At a larger scale, a group of community colleges in the midwest, Rocky Mountains, and northeast joined forces to develop shared classes about AI. Facilitated by the Complete College America nonprofit, Atlanta Metropolitan State College, City Colleges of Chicago, the City University of New York (CUNY), Cuyahoga Community College (Tri-C), and Pikes Peak State College will develop curricula aimed at preparing students for employers’ AI needs. Two other organizations play a role in this project, Axim Collaborative and Riipen.
On a related note, some Chinese universities are expanding their AI course offerings. (archived) For example, perhaps the nation’s most esteemed institution, “Tsinghua University plans to take on 150 undergraduate students for a new academy to ‘cultivate talent in fields that integrate AI with other disciplines,’ official news agency Xinhua reported on Sunday.” Note the rationale: “The report said the aim was to ‘serve the needs of the country’s strategy and the development of society.’” The same article reports that some students are using AI assistants in their studies.
At a still larger level, the American Association of Colleges and Universities (AAC&U) surveyed several hundred campus leaders, “university presidents, chancellors, provosts, rectors, academic affairs vice presidents, and academic deans,” about AI on campus. The results are fascinating and useful, starting with the stated opinions that supermajority of faculty and students - but not faculty - are using generative AI. More faculty support is needed for the age of AI, including mitigating AI-enabled cheating, which respondents saw on the rise. There’s also this caution:
Large majorities of these leaders cite specific hindrances to GenAI adoption and integration at their schools. The challenges most often mentioned include faculty unfamiliarity with or resistance to GenAI, distrust of GenAI tools and their outputs, and concerns about diminished student learning outcomes.
At a meta-level, the AAC&U survey is also useful for what is shows about what academic leaders think is happening with AI. It’s very important that we have such studies; thank you to AAC&U.
Some reflections on these stories:
I’m fascinated by the different reasons academics have for doing AI work. For some it’s research to make something new, while for others it’s to study AI itself. Rationales for doing more AI teaching range as far afield as supporting national strategy, better preparing students for careers, and keeping one college afloat.
Similarly, I’m struck by the huge diversity of approaches campuses are taking. There’s analytical research, producing new stuff, crafting class policies, making new curricula, launching an initiative, etc.

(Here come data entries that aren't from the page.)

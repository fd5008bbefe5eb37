//! Operators of the filter language.
//!
//! The [`Op`] enum covers both bind operators (`AND`, `OR`) and comparison
//! operators. Which comparison operators are legal depends on the database
//! type of the field on the left-hand side.

use serde::{Serialize, Serializer};

/// An operator token.
///
/// Operators are grouped by the types they support:
/// - **Bind**: `And`, `Or` - join two terms
/// - **Null checks**: `IsNull`, `IsNotNull` - valid for every type, take no value
/// - **Equality**: `Eq`, `Ne` - valid for every type
/// - **Ordering**: `Gt`, `Gte`, `Lt`, `Lte` - numbers and dates
/// - **Pattern**: `Like` - text columns only
#[derive(Debug, Clone, Copy, PartialEq, Eq, Hash)]
pub enum Op {
    // Bind operators
    /// Both sides must hold.
    And,
    /// Either side must hold.
    Or,

    // Null checks
    /// Column has no value.
    IsNull,
    /// Column has a value.
    IsNotNull,

    // Comparison operators
    /// Case-insensitive pattern match.
    Like,
    /// Equal.
    Eq,
    /// Not equal.
    Ne,
    /// Greater than.
    Gt,
    /// Greater than or equal.
    Gte,
    /// Less than.
    Lt,
    /// Less than or equal.
    Lte,
}

impl Op {
    /// Recognises an operator keyword or symbol, ignoring ASCII case and
    /// surrounding whitespace.
    ///
    /// `&&` and `||` are accepted as spellings of `AND` and `OR`.
    pub fn parse(token: &str) -> Option<Op> {
        let token = token.trim();
        let op = match token {
            "=" => Op::Eq,
            "!=" => Op::Ne,
            ">=" => Op::Gte,
            ">" => Op::Gt,
            "<=" => Op::Lte,
            "<" => Op::Lt,
            "&&" => Op::And,
            "||" => Op::Or,
            _ if token.eq_ignore_ascii_case("and") => Op::And,
            _ if token.eq_ignore_ascii_case("or") => Op::Or,
            _ if token.eq_ignore_ascii_case("like") => Op::Like,
            _ if token.eq_ignore_ascii_case("isnull") => Op::IsNull,
            _ if token.eq_ignore_ascii_case("isnotnull") => Op::IsNotNull,
            _ => return None,
        };
        Some(op)
    }

    /// Returns `true` for `AND` and `OR`.
    pub fn is_bind(self) -> bool {
        matches!(self, Op::And | Op::Or)
    }

    /// Returns `true` for every operator that may follow a column reference.
    pub fn is_comparison(self) -> bool {
        !self.is_bind()
    }

    /// Returns `true` for `ISNULL` and `ISNOTNULL`, which take no value.
    pub fn is_null_check(self) -> bool {
        matches!(self, Op::IsNull | Op::IsNotNull)
    }

    /// Returns `true` if this operator is valid for boolean columns.
    pub fn is_boolean_op(self) -> bool {
        matches!(self, Op::Eq | Op::Ne) || self.is_null_check()
    }

    /// Returns `true` if this operator is valid for numeric columns.
    pub fn is_number_op(self) -> bool {
        matches!(
            self,
            Op::Eq | Op::Ne | Op::Gt | Op::Gte | Op::Lt | Op::Lte | Op::IsNull | Op::IsNotNull
        )
    }

    /// Returns `true` if this operator is valid for date and time columns.
    pub fn is_temporal_op(self) -> bool {
        self.is_number_op()
    }

    /// Returns `true` if this operator is valid for text and UUID columns.
    pub fn is_text_op(self) -> bool {
        matches!(self, Op::Like | Op::Eq | Op::Ne) || self.is_null_check()
    }

    /// Returns the canonical spelling of this operator.
    pub fn as_str(self) -> &'static str {
        match self {
            Op::And => "AND",
            Op::Or => "OR",
            Op::IsNull => "ISNULL",
            Op::IsNotNull => "ISNOTNULL",
            Op::Like => "LIKE",
            Op::Eq => "=",
            Op::Ne => "!=",
            Op::Gt => ">",
            Op::Gte => ">=",
            Op::Lt => "<",
            Op::Lte => "<=",
        }
    }
}

impl std::fmt::Display for Op {
    fn fmt(&self, f: &mut std::fmt::Formatter<'_>) -> std::fmt::Result {
        write!(f, "{}", self.as_str())
    }
}

impl Serialize for Op {
    fn serialize<S: Serializer>(&self, serializer: S) -> std::result::Result<S::Ok, S::Error> {
        serializer.serialize_str(self.as_str())
    }
}
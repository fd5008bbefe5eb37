//! Runs the `pbxql` binary end to end.

use std::process::Command;

fn schema(dir: &tempfile::TempDir) -> std::path::PathBuf {
    let path = dir.path().join("fields.json");
    std::fs::write(
        &path,
        r#"{"fields": [
            {"id": "name", "type": "varchar", "searchable": true},
            {"id": "active", "type": "boolean"}
        ]}"#,
    )
    .unwrap();
    path
}

fn pbxql(args: &[&str]) -> std::process::Output {
    Command::new(env!("CARGO_BIN_EXE_pbxql"))
        .args(args)
        .env_remove("RUST_LOG")
        .output()
        .unwrap()
}

#[test]
fn prints_sql() {
    let dir = tempfile::tempdir().unwrap();
    let path = schema(&dir);
    let out = pbxql(&[
        "--schema",
        path.to_str().unwrap(),
        "compile",
        r#"active = true and * like "%a%""#,
    ]);
    assert!(out.status.success());
    assert_eq!(
        String::from_utf8(out.stdout).unwrap().trim_end(),
        r#""active" = TRUE AND (lower("name") like lower('%a%'))"#
    );
}

#[test]
fn fails_with_message() {
    let dir = tempfile::tempdir().unwrap();
    let path = schema(&dir);
    let out = pbxql(&["--schema", path.to_str().unwrap(), "compile", "active like x"]);
    assert!(!out.status.success());
    let stderr = String::from_utf8(out.stderr).unwrap();
    assert!(stderr.contains("operator 'LIKE' is not valid"), "{stderr}");
}

#[test]
fn missing_schema_file() {
    let out = pbxql(&["--schema", "/no/such/file.yaml", "compile", "a = 1"]);
    assert!(!out.status.success());
    assert!(String::from_utf8(out.stderr)
        .unwrap()
        .contains("cannot load schema"));
}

It’s important to note the rise of collaborative projects. Within campuses, the Emerson and Bowdoin efforts show the importance of interdisciplinary work. Then it’s great to see inter-campus projects - once again, community colleges show the way.
At the same time it’s vital to keep an eye on what the AI corporations are providing, and how that is rapidly developing. I know this is a cliche, but it’s true.
Next up: we turn the scanner to other domains.
(thanks to a bunch of friends and colleagues for links and ideas, including Tom Lairson, Howard Rheingold, and Peter Shea)
Just a quick note. I was able to watch your virtual presentation at a staff event at SLCC. Great presentation!
There’s an obsession with AI in the project management community too, and everyone is using AI chat bots that are clearly Artificial but completely lacking in intelligence.